I went to Chelsea to drop off a painting today. Afterwards I went to see a few shows. On the list to see were Chantal Joffe and Alice Neel. I popped in and out of many galleries along the way.

I am not sure if it was my mood or if it was the paintings, but my normally free spirited, Libertarian leaning political view did a 180 and rotated all the way to Totalitarianism. I thought, "You know.. this 'everyone has an opinion thing' just isn't working for the art world. We need two, three or maybe four taste makers, they should be appointed by me, and their job will be to cultivate the careers of great artists." Ha. Egomaniacal, I know.
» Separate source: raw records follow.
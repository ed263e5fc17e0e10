//! Regular expression values.

use crate::error::ValueError;
use regex::{Regex, RegexBuilder};
use std::fmt;

/// Flags in the order the host prints them.
const FLAG_ORDER: [char; 8] = ['d', 'g', 'i', 'm', 's', 'u', 'v', 'y'];

/// Set of regular expression flags.
#[derive(Clone, Copy, Debug, Default, PartialEq, Eq, Hash)]
pub struct PatternFlags(u8);

impl PatternFlags {
	/// Parse a flag string such as `"gi"`.
	///
	/// Rejects unknown flags, repeated flags and the `u`/`v` combination.
	pub fn parse(flags: &str) -> Result<Self, ValueError> {
		let mut bits = 0u8;
		for c in flags.chars() {
			let bit = Self::bit(c).ok_or(ValueError::InvalidPatternFlag(c))?;
			if bits & bit != 0 {
				return Err(ValueError::DuplicatePatternFlag(c));
			}
			bits |= bit;
		}
		let both = Self::bit('u').unwrap_or(0) | Self::bit('v').unwrap_or(0);
		if bits & both == both {
			return Err(ValueError::ConflictingPatternFlags);
		}
		Ok(Self(bits))
	}

	fn bit(flag: char) -> Option<u8> {
		FLAG_ORDER
			.iter()
			.position(|&c| c == flag)
			.map(|pos| 1u8 << pos)
	}

	/// Returns `true` if `flag` is set
	#[must_use]
	pub fn contains(self, flag: char) -> bool {
		Self::bit(flag).is_some_and(|bit| self.0 & bit != 0)
	}

	/// Returns `true` if no flag is set
	#[must_use]
	pub fn is_empty(self) -> bool {
		self.0 == 0
	}
}

impl fmt::Display for PatternFlags {
	fn fmt(&self, f: &mut fmt::Formatter<'_>) -> fmt::Result {
		for c in FLAG_ORDER {
			if self.contains(c) {
				write!(f, "{c}")?;
			}
		}
		Ok(())
	}
}

/// A regular expression value: a pattern body and its flags.
///
/// # Example
///
/// ```rust
/// use tosrc_value::Pattern;
///
/// let p = Pattern::new("dasd", "ig").unwrap();
/// assert_eq!(p.to_string(), "/dasd/gi");
///
/// let slash = Pattern::new("a/b", "").unwrap();
/// assert_eq!(slash.source(), r"a\/b");
/// ```
#[derive(Clone, Debug, PartialEq, Eq)]
pub struct Pattern {
	body: String,
	flags: PatternFlags,
}

impl Pattern {
	/// Create a pattern from its body and flag string
	pub fn new(body: impl Into<String>, flags: &str) -> Result<Self, ValueError> {
		Ok(Self {
			body: body.into(),
			flags: PatternFlags::parse(flags)?,
		})
	}

	/// Parse a literal such as `/ab+c/gi`
	pub fn parse_literal(literal: &str) -> Result<Self, ValueError> {
		let malformed = || ValueError::MalformedPatternLiteral(literal.to_string());
		let rest = literal.strip_prefix('/').ok_or_else(malformed)?;
		let end = rest.rfind('/').ok_or_else(malformed)?;
		let (body, flags) = (&rest[..end], &rest[end + 1..]);
		if body.is_empty() {
			return Err(malformed());
		}
		Self::new(body, flags)
	}

	/// The body exactly as given
	#[must_use]
	pub fn body(&self) -> &str {
		&self.body
	}

	/// The flags
	#[must_use]
	pub fn flags(&self) -> PatternFlags {
		self.flags
	}

	/// The body in the form the host prints it.
	///
	/// Unescaped `/` outside character classes and line terminators are
	/// escaped so the result can sit between slashes. An empty body prints
	/// as `(?:)`.
	#[must_use]
	pub fn source(&self) -> String {
		if self.body.is_empty() {
			return "(?:)".to_string();
		}

		let mut out = String::with_capacity(self.body.len());
		let mut escaped = false;
		let mut in_class = false;
		for c in self.body.chars() {
			match c {
				'\n' => out.push_str("\\n"),
				'\r' => out.push_str("\\r"),
				'\u{2028}' => out.push_str("\\u2028"),
				'\u{2029}' => out.push_str("\\u2029"),
				'/' if !escaped && !in_class => out.push_str("\\/"),
				_ => {
					if !escaped {
						match c {
							'[' => in_class = true,
							']' => in_class = false,
							_ => {}
						}
					}
					out.push(c);
				}
			}
			escaped = !escaped && c == '\\';
		}
		out
	}

	/// Compile the body with the Rust `regex` engine.
	///
	/// Only `i`, `m` and `s` change matching; the remaining flags describe
	/// iteration state on the host side and are ignored here.
	pub fn compile(&self) -> Result<Regex, ValueError> {
		let regex = RegexBuilder::new(&self.body)
			.case_insensitive(self.flags.contains('i'))
			.multi_line(self.flags.contains('m'))
			.dot_matches_new_line(self.flags.contains('s'))
			.build()?;
		Ok(regex)
	}
}

impl fmt::Display for Pattern {
	fn fmt(&self, f: &mut fmt::Formatter<'_>) -> fmt::Result {
		write!(f, "/{}/{}", self.source(), self.flags)
	}
}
The Chantal Joffe show was not very good. Her work looks powerful on the Internet, but is deflated in real life. She is compared to Alice Neel as a painter so it was exciting to see both shows one after the other. The problem with Chantal is that she seems to suffer from today's confusing exchange of beauty for plain prowess. Why have one when you can have both? Alice Neel does. Neel's paintings are confrontational, mesmerizing AND beautiful. You sense her connection with the model, her compositional intelligence, and her awareness of the possibilities of paint all at once. As she grappled to convey the personality in front of her, the painter in her ejected instances of life and light as a part of her natural instinct. Her particular baby blues crushed against an olive ochre, and placed in the background of a forceful portrait, carry the viewer into the timeless space that you want to be in when you look at a painting. These elements of beauty were missing in Joffe's work and instead replaced with incoherent drips and harsh, vacant placement of color.